Utopia e paralelos na história
Desde a Covid, o mundo como a maioria de nós o conhecia foi virado do avesso com políticos democraticamente eleitos e burocratas não eleitos aproveitando o momento para acumular poderes enormes para si mesmos que violam liberdades civis em massa. Neste processo, o Fórum Econômico Mundial (FEM) surgiu à mente do público em geral, que até então não conhecia a organização. O fundador da organização, Klaus Schwab, fez um apelo, declarando que “a pandemia representa uma rara, porém estreita janela de oportunidade para refletir, reimaginar e resetar nosso mundo”.
Para muitas entre as bilhões de vítimas das políticas totalitárias da época da Covid pelo mundo e para aqueles que conhecem o rejuvenescimento do pensamento malthusiano do FEM (alertas frequentes de superpopulação), seu apelo para “contrair” a economia global, para inserir insetos em nossa alimentação enquanto consumimos menos carne (ou não a consumimos) e seu estímulo às CBDCs (apesar da grande oposição popular), a “janela de oportunidade estreita” à qual Schwab apela para “resetar nosso mundo” dificilmente implica qualquer entusiasmo. Em vez disso, ela destaca a importância de seguirmos atentos às constantes novas rodadas de violações aos direitos humanos em escala global.

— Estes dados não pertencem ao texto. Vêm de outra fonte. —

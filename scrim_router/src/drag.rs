// Copyright 2025 the Scrim Authors
// SPDX-License-Identifier: Apache-2.0 OR MIT

//! Drag-and-snap state machine for the draggable bubble.

use kurbo::Point;
use scrim_geometry::{ScreenMetrics, ScreenRect, place};
use scrim_surfaces::SurfaceId;

#[derive(Copy, Clone, Debug)]
struct Gesture {
    surface: SurfaceId,
    origin_rect: ScreenRect,
    origin_touch: Point,
    dragging: bool,
}

/// One in-flight drag gesture, at most one system-wide.
///
/// `Idle -> Candidate` on a down over the draggable surface, `Candidate ->
/// Dragging` the first time the finger travels past the slop threshold on
/// either axis, back to `Idle` on up or cancel. Before the threshold the
/// gesture stays a candidate, so an ordinary tap still reaches the
/// surface's own tap handler untouched.
#[derive(Debug)]
pub struct DragSnap {
    gesture: Option<Gesture>,
    slop_px: i32,
}

impl DragSnap {
    /// Creates an idle state machine with the given slop threshold.
    #[must_use]
    pub fn new(slop_px: i32) -> Self {
        Self {
            gesture: None,
            slop_px: slop_px.max(0),
        }
    }

    /// Starts a candidate gesture, replacing any previous one.
    pub fn begin(&mut self, surface: SurfaceId, origin_rect: ScreenRect, touch: Point) {
        self.gesture = Some(Gesture {
            surface,
            origin_rect,
            origin_touch: touch,
            dragging: false,
        });
    }

    /// Whether a gesture is in flight, dragging or not.
    #[must_use]
    pub fn is_candidate(&self) -> bool {
        self.gesture.is_some()
    }

    /// Whether the gesture has crossed the slop threshold.
    #[must_use]
    pub fn is_dragging(&self) -> bool {
        self.gesture.is_some_and(|g| g.dragging)
    }

    /// Advances the gesture to `touch`.
    ///
    /// Returns the dragged surface and its new rect (origin rect shifted by
    /// the total gesture delta) once the slop threshold has been crossed,
    /// `None` before then or when no gesture is in flight.
    pub fn on_move(&mut self, touch: Point) -> Option<(SurfaceId, ScreenRect)> {
        let gesture = self.gesture.as_mut()?;
        let (dx, dy) = delta(gesture.origin_touch, touch);
        if !gesture.dragging {
            if dx.abs().max(dy.abs()) <= self.slop_px {
                return None;
            }
            gesture.dragging = true;
        }
        Some((gesture.surface, gesture.origin_rect.offset(dx, dy)))
    }

    /// Ends the gesture.
    ///
    /// When it was a drag, returns the surface and its final rect, snapped
    /// to the nearest horizontal screen edge. A release before the slop
    /// threshold returns `None`: the gesture was a tap, not a drag.
    pub fn on_up(
        &mut self,
        touch: Point,
        screen: &ScreenMetrics,
    ) -> Option<(SurfaceId, ScreenRect)> {
        let gesture = self.gesture.take()?;
        if !gesture.dragging {
            return None;
        }
        let (dx, dy) = delta(gesture.origin_touch, touch);
        let rect = gesture.origin_rect.offset(dx, dy);
        Some((gesture.surface, place::snap_target(rect, screen)))
    }

    /// Aborts the gesture without snapping.
    pub fn cancel(&mut self) {
        self.gesture = None;
    }
}

fn delta(from: Point, to: Point) -> (i32, i32) {
    #[expect(
        clippy::cast_possible_truncation,
        reason = "touch coordinates are pixel-scale and fit i32"
    )]
    let d = ((to.x - from.x) as i32, (to.y - from.y) as i32);
    d
}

No seu livro Conflito de Visões, Thomas Sowell distingue entre duas visões políticas. A “visão restrita” vê a natureza humana como falha, egoísta e fixa; enquanto a “visão irrestrita” a vê como infinitamente maleável, como argila ou massinha – algo que pode ser moldado a partir da imaginação de um projetista. O psicólogo cognitivo Steven Pinker baseia-se no conceito de Sowell em seu livro The Blank Slate, em que ele argumenta que a “visão irrestrita” (que Pinker chama de “visão utópica”) é uma negação da natureza humana, rejeitando que a mente humana possua uma programação biológica inata. É esta falácia que inevitavelmente gerou algumas das maiores atrocidades do século XX, cometidas em nome do igualitarismo. Entre os vários exemplos, ele cita a União Soviética sob Lênin e Stalin, a Revolução Cultural da China sob Mao Tsé-Tung (responsável por 65 milhões de mortes) e o Khmer Vermelho do Camboja sob Pol Pot (durante o qual um quarto da população do país foi morta).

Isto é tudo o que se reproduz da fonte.